Nara took a deep breath. They'd heard all this before. But the Emperor's next words surprised her.

"But that isn't our concern," he said. "The strength of Empire is not in our technology, but in our hearts. And that is where we must be most vigilant. The mind is more than computers and comfibers. It also contains every child's diary, every family legacy recording, the prayers of the living to their ancestors, the patient files of psychoanalysts and religious counselors. The mind has grasped the psyche of our Risen Empire; it knows us in every aspect. The Rix seek to steal our dreams."

The sovereign paused, challenging each of them with his stare.

"And we know what the Rix Cult brings: absolute disdain for human life except as a component of their precious minds. No terror was beyond them when they sought our submission in the First Incursion. Back then they didn't understand our strength, didn't realize what bound us together. Now, they have reached into our minds to discover what we most fear. They seek to pull out our secret nightmares and make a lever of them."

Nara Oxham felt the Emperor's fear clearly now. It spread slowly to the others in the room as his speech continued. She could see the source of his passion: the reasoning behind his hatred of the Rix, his horror at the mind's takeover of Legis, his willingness to sacrifice the Lynx. Finally, perhaps, he was telling the truth.

"If the Lynx fails," he said, "we have lost this war."

The words shook even Oxham. The old childhood conditioning, the imagery of fables and songs made the concept unthinkable. The Emperor of the Eighty Worlds spoke of losing a war. The sovereign wasn't allowed to entertain such an idea. He had beaten death, after all.

For a moment, the emotions in the room threatened to overwhelm her. Nara reached instinctively for her apathy bracelet, but forced herself not to resort to the drug. She needed to maintain her sensitivity. But the fear remained at the edge of her control.
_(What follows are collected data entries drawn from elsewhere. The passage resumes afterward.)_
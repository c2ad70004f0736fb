use crate::{ConfigError, ConfigErrorResult};

use serde::Deserialize;

// Retry constraints
pub const MIN_MAX_ATTEMPTS: u32 = 1;
pub const MAX_MAX_ATTEMPTS: u32 = 10;
pub const DEFAULT_MAX_ATTEMPTS: u32 = 3;

pub const MAX_BACKOFF_STEP_MS: u64 = 10000;
pub const DEFAULT_BACKOFF_STEP_MS: u64 = 300;

/// Retry configuration for transient profile-fetch failures.
///
/// Backoff is linear: the delay before attempt N+1 is N x backoff_step_ms.
#[derive(Debug, Clone, Deserialize)]
#[serde(default)]
pub struct RetryConfig {
    /// Maximum number of fetch attempts (including the initial attempt)
    pub max_attempts: u32,
    /// Linear backoff step in milliseconds
    pub backoff_step_ms: u64,
}

impl Default for RetryConfig {
    fn default() -> Self {
        Self {
            max_attempts: DEFAULT_MAX_ATTEMPTS,
            backoff_step_ms: DEFAULT_BACKOFF_STEP_MS,
        }
    }
}

impl RetryConfig {
    /// Delay to wait after the given 1-based attempt number fails.
    pub fn delay_after(&self, attempt: u32) -> std::time::Duration {
        std::time::Duration::from_millis(self.backoff_step_ms * u64::from(attempt))
    }

    pub fn validate(&self) -> ConfigErrorResult<()> {
        if self.max_attempts < MIN_MAX_ATTEMPTS || self.max_attempts > MAX_MAX_ATTEMPTS {
            return Err(ConfigError::config(format!(
                "retry.max_attempts must be {}-{}, got {}",
                MIN_MAX_ATTEMPTS, MAX_MAX_ATTEMPTS, self.max_attempts
            )));
        }

        if self.backoff_step_ms > MAX_BACKOFF_STEP_MS {
            return Err(ConfigError::config(format!(
                "retry.backoff_step_ms must be at most {}, got {}",
                MAX_BACKOFF_STEP_MS, self.backoff_step_ms
            )));
        }

        Ok(())
    }
}
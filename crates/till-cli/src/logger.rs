use crate::error::{CliError, Result as CliResult};

use std::path::PathBuf;
use std::time::SystemTime;

use fern::Dispatch;
use fern::colors::{Color, ColoredLevelConfig};
use log::info;
use till_config::LogLevel;

/// Initialize the fern logger.
///
/// Logs go to the file when one is given (always plain), otherwise to
/// stdout, colored when requested.
pub fn initialize(level: LogLevel, log_file: Option<PathBuf>, colored: bool) -> CliResult<()> {
    let colors = (colored && log_file.is_none()).then(|| {
        ColoredLevelConfig::new()
            .trace(Color::Magenta)
            .debug(Color::Blue)
            .info(Color::Green)
            .warn(Color::Yellow)
            .error(Color::Red)
    });

    let dispatch = Dispatch::new()
        .level(level.filter())
        .format(move |out, message, record| {
            let level = match &colors {
                Some(colors) => colors.color(record.level()).to_string(),
                None => record.level().to_string(),
            };
            out.finish(format_args!(
                "[{date} - {level}] {message} [{file}:{line}]",
                date = humantime::format_rfc3339(SystemTime::now()),
                message = message,
                file = record.file().unwrap_or("unknown"),
                line = record.line().unwrap_or(0),
            ))
        });

    let dispatch = match &log_file {
        Some(path) => {
            let file = std::fs::OpenOptions::new()
                .create(true)
                .append(true)
                .open(path)
                .map_err(|e| {
                    CliError::logger(format!("cannot open log file {}: {e}", path.display()))
                })?;
            dispatch.chain(file)
        }
        None => dispatch.chain(std::io::stdout()),
    };

    dispatch
        .apply()
        .map_err(|e| CliError::logger(e.to_string()))?;

    match log_file {
        Some(path) => info!("Logger initialized: level={:?}, file={}", level.filter(), path.display()),
        None => info!("Logger initialized: level={:?}, stdout", level.filter()),
    }

    Ok(())
}
use serde::{Deserialize, Serialize};

/// Typed form of the company logo field: either an absolute URL usable as-is
/// or a private storage path that needs a time-boxed signed URL.
#[derive(Debug, Clone, PartialEq, Eq, Serialize, Deserialize)]
pub enum LogoRef {
    Url(String),
    StoragePath(String),
}

impl LogoRef {
    pub fn parse(raw: &str) -> Self {
        if raw.starts_with("http://") || raw.starts_with("https://") {
            Self::Url(raw.to_string())
        } else {
            Self::StoragePath(raw.trim_start_matches('/').to_string())
        }
    }
}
"What must we do?" asked Senator Henders. Nara could see that he'd been coached for this question, as he had been to invoke the hundred-year rule. Henders already knew what the Emperor's answer would be.

"We must be prepared to kill the mind."

A chill ran down Oxham's spine.

"How, Your Majesty?" she asked.

"We must be ready to make any sacrifice."

"Sire," she pleaded. "What do you propose?"

"We must kill the mind," he said flatly. Then he turned to the dead general.

The ancient warrior raised his head and looked at them. His gray face shone a little, almost as if he were sweating.

"We switch off the nuclear dampening fields on Legis. Then we detonate four hundred clean-airburst warheads in the hundred-megaton range, at an altitude of two hundred kilometers, directly over population centers, control points, and data reserves."

"Nuclear weapons?" Nara said in disbelief. "Over our own people?"

"Very low yield on dirty radiation, optimized for electromagnetic pulse."

The admiral spoke. "Every unshielded machine on the planet will be rendered useless. Unlike a normal power grid failure, all the distributed, self-maintaining components of the infrastructure will be eliminated. Every phone, handheld device, and computer on the planet will suddenly stop working."

"Every aircar will fall from the sky," Oxham protested. "Every medical endoframe will fail."

The admiral shook his head. "Before the blast, a standard space-raid warning drill will run. Aircars will ground themselves, medics will be standing by."